Nor is this foreign policy approach for the UK unreasonable. If the United States is, still to this day, the world’s policeman, the most internationalist position Britain can aspire to be is the Deputy Sheriff. Whether you agree Britain should play this kind of assertive role in the world or not, there is no denying that it is in this position that we have the most amount of international clout, and can exercise the most amount of influence over world events.

Of course, in retrospect, the Iraq war was a mistake. It was primarily the mistake of the Bush administration, both in the decision to prosecute this war and in the way they have gone about it. But let us not forget that Tony Blair’s government has been the chief enabler. And that it has played that role in a less than honest fashion. Whatever judgement comes out of the Chilcot Inquiry report, Tony Blair has earned the public hostility he gets these days.

Admitting mistakes

But Bush, Blair, Cheney and the rest are not solely responsible for where Iraq is today. They are not even, I would argue, chiefly responsible. To be sure, the Saddam regime was not a good government. Not good for international stability, as Iranians and Kuwaitis can testify, but even less good for their own citizens – as the mass graves of Kurds can attest.

The Invasion of 2003 gave the Iraqis the opportunity to move away from government based on sectarianism and terror, and towards a government based on mutual respect and democratic negotiations between the country’s many diverse groups. They had the support of the US and Britain’s military, and of their investors, to rebuild a better country for all Iraqis.

But they have failed to take that chance in a spectacular fashion, as even Iraqi insiders who initially supported the Invasion have admitted: “Iraqi mistakes are orders of magnitude more important to what has gone wrong in Iraq than American mistakes.” Iraqis did not build political parties to take part in the democratic process based on shared visions for the future of Iraq, say based on left, right, or centrist political ideologies. Rather, they have created parties based on sectarian lines and narrow localised interests. And those parties have always looked to exclude competitors and assert their dominion over the institutions of state. Thus, the political system in Iraq was not an inclusive democracy: instead it was a sectarian exclusivist zero-sum competition for power and resources within the semblance of a parliamentary democratic system.
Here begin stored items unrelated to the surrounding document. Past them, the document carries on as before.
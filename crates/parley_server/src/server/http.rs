#![forbid(unsafe_code)]

use std::convert::Infallible;
use std::net::SocketAddr;
use std::sync::Arc;
use std::sync::atomic::{AtomicBool, Ordering};

use bytes::Bytes;
use http_body_util::{BodyExt as _, Full, Limited};
use hyper::body::Body;
use hyper::header::{AUTHORIZATION, CONTENT_TYPE, HeaderValue};
use hyper::server::conn::http1;
use hyper::service::service_fn;
use hyper::{Method, Request, Response, StatusCode};
use hyper_util::rt::TokioIo;
use parley_domain::{RoomId, UserId};
use parley_util::SecretString;
use serde::{Deserialize, Serialize};
use tokio::net::TcpListener;
use tracing::{debug, info, warn};

use crate::server::auth::{TokenGate, constant_time_eq};

const MAX_BODY_BYTES: usize = 16 * 1024;

#[derive(Clone, Default)]
pub struct HealthState {
	ready: Arc<AtomicBool>,
}

impl HealthState {
	pub fn new() -> Self {
		Self::default()
	}

	pub fn mark_ready(&self) {
		self.ready.store(true, Ordering::Relaxed);
	}

	pub fn is_ready(&self) -> bool {
		self.ready.load(Ordering::Relaxed)
	}
}

/// Credentials check for `/login` and the rooms every issued access token grants.
#[derive(Debug, Clone)]
pub struct LoginPolicy {
	pub password: SecretString,
	pub rooms: Vec<RoomId>,
}

#[derive(Clone)]
pub struct HttpState {
	pub health: HealthState,
	pub tokens: Arc<dyn TokenGate>,
	pub login: LoginPolicy,
}

#[derive(Debug, Default, Deserialize)]
struct LoginForm {
	#[serde(default)]
	user: String,
	#[serde(default)]
	password: String,
}

#[derive(Debug, Serialize)]
struct LoginReply {
	access_token: String,
	refresh_token: String,
}

#[derive(Debug, Serialize)]
struct RefreshReply {
	access_token: String,
}

pub fn spawn_http_server(bind: SocketAddr, state: HttpState) {
	tokio::spawn(async move {
		if let Err(err) = run_http_server(bind, state).await {
			warn!(error = %err, "http server stopped");
		}
	});
}

async fn run_http_server(bind: SocketAddr, state: HttpState) -> anyhow::Result<()> {
	let listener = TcpListener::bind(bind).await?;
	info!(%bind, "http endpoint listening");
	loop {
		let (stream, _addr) = listener.accept().await?;
		let io = TokioIo::new(stream);
		let state = state.clone();
		tokio::spawn(async move {
			let service = service_fn(move |req| handle_request(req, state.clone()));
			if let Err(err) = http1::Builder::new().serve_connection(io, service).await {
				warn!(error = %err, "http connection error");
			}
		});
	}
}

pub async fn handle_request<B>(req: Request<B>, state: HttpState) -> Result<Response<Full<Bytes>>, Infallible>
where
	B: Body,
	B::Error: Into<Box<dyn std::error::Error + Send + Sync>>,
{
	let resp = match (req.method(), req.uri().path()) {
		(&Method::GET, "/healthz") => text(StatusCode::OK, "ok"),
		(&Method::GET, "/readyz") => {
			if state.health.is_ready() {
				text(StatusCode::OK, "ready")
			} else {
				text(StatusCode::SERVICE_UNAVAILABLE, "not-ready")
			}
		}
		(&Method::POST, "/login") => login(req, &state).await,
		(&Method::POST, "/refresh") => refresh(&req, &state),
		(_, "/healthz" | "/readyz" | "/login" | "/refresh") => empty(StatusCode::METHOD_NOT_ALLOWED),
		_ => empty(StatusCode::NOT_FOUND),
	};

	Ok(resp)
}

async fn login<B>(req: Request<B>, state: &HttpState) -> Response<Full<Bytes>>
where
	B: Body,
	B::Error: Into<Box<dyn std::error::Error + Send + Sync>>,
{
	let is_form = req
		.headers()
		.get(CONTENT_TYPE)
		.and_then(|v| v.to_str().ok())
		.is_some_and(|v| v.starts_with("application/x-www-form-urlencoded"));

	let body = match Limited::new(req.into_body(), MAX_BODY_BYTES).collect().await {
		Ok(collected) => collected.to_bytes(),
		Err(e) => {
			debug!(error = %e, "login body rejected");
			return text(StatusCode::BAD_REQUEST, "invalid body");
		}
	};

	let form = if is_form {
		let mut form = LoginForm::default();
		for (k, v) in url::form_urlencoded::parse(&body) {
			match k.as_ref() {
				"user" => form.user = v.into_owned(),
				"password" => form.password = v.into_owned(),
				_ => {}
			}
		}
		form
	} else {
		match serde_json::from_slice::<LoginForm>(&body) {
			Ok(form) => form,
			Err(_) => return text(StatusCode::BAD_REQUEST, "invalid body"),
		}
	};

	let Ok(user) = UserId::new(form.user.trim()) else {
		return text(StatusCode::BAD_REQUEST, "missing user");
	};
	if form.password.is_empty() {
		return text(StatusCode::BAD_REQUEST, "missing password");
	}

	if !constant_time_eq(form.password.as_bytes(), state.login.password.expose().as_bytes()) {
		metrics::counter!("parley_server_login_failures_total").increment(1);
		info!(user = %user, "login rejected");
		return text(StatusCode::UNAUTHORIZED, "invalid credentials");
	}

	let issued = state
		.tokens
		.issue_access(&user, &state.login.rooms)
		.and_then(|access| Ok((access, state.tokens.issue_refresh(&user)?)));

	match issued {
		Ok((access_token, refresh_token)) => {
			info!(user = %user, "login succeeded");
			json(
				StatusCode::OK,
				&LoginReply {
					access_token,
					refresh_token,
				},
			)
		}
		Err(e) => {
			warn!(user = %user, error = %e, "failed to issue tokens");
			empty(StatusCode::INTERNAL_SERVER_ERROR)
		}
	}
}

fn refresh<B>(req: &Request<B>, state: &HttpState) -> Response<Full<Bytes>> {
	let bearer = req
		.headers()
		.get(AUTHORIZATION)
		.and_then(|v| v.to_str().ok())
		.map(|v| v.trim())
		.map(|v| v.strip_prefix("Bearer ").unwrap_or(v).trim())
		.filter(|v| !v.is_empty());

	let Some(token) = bearer else {
		return text(StatusCode::UNAUTHORIZED, "missing token");
	};

	let user = match state.tokens.validate_refresh(token) {
		Ok(user) => user,
		Err(e) => {
			debug!(error = %e, "refresh token rejected");
			return text(StatusCode::UNAUTHORIZED, "invalid token");
		}
	};

	match state.tokens.issue_access(&user, &state.login.rooms) {
		Ok(access_token) => json(StatusCode::OK, &RefreshReply { access_token }),
		Err(e) => {
			warn!(user = %user, error = %e, "failed to issue access token");
			empty(StatusCode::INTERNAL_SERVER_ERROR)
		}
	}
}

fn respond(status: StatusCode, content_type: Option<&'static str>, body: Bytes) -> Response<Full<Bytes>> {
	let mut resp = Response::new(Full::new(body));
	*resp.status_mut() = status;
	if let Some(ct) = content_type {
		resp.headers_mut().insert(CONTENT_TYPE, HeaderValue::from_static(ct));
	}
	resp
}

fn empty(status: StatusCode) -> Response<Full<Bytes>> {
	respond(status, None, Bytes::new())
}

fn text(status: StatusCode, body: &'static str) -> Response<Full<Bytes>> {
	respond(status, Some("text/plain; charset=utf-8"), Bytes::from_static(body.as_bytes()))
}

fn json<T: Serialize>(status: StatusCode, value: &T) -> Response<Full<Bytes>> {
	match serde_json::to_vec(value) {
		Ok(body) => respond(status, Some("application/json"), Bytes::from(body)),
		Err(e) => {
			warn!(error = %e, "failed to encode response");
			empty(StatusCode::INTERNAL_SERVER_ERROR)
		}
	}
}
Fast forward ten years, and that has resulted in the de facto fragmentation of the country in the Shiite, Sunni and Kurdish areas, the bitter war against the Sunni ISIS in the north-west, the atrocities on all sides of the conflict, the massive dislocation of people and the ongoing humanitarian crisis both in Iraq and in neighbouring Syria. Yet the problems of Iraq are not new ones, wrought by the American-led invasion. They are the old ones of a bitterly sectarian politics. The Invasion made a cold civil war into an overtly hot one. But the atrocities, the mass killings, the sectarian struggles had been going on long before, even when the country was nominally at peace. The problems, in other words, are not so much with what the Invasion changed – rather, they are with what has remained the same.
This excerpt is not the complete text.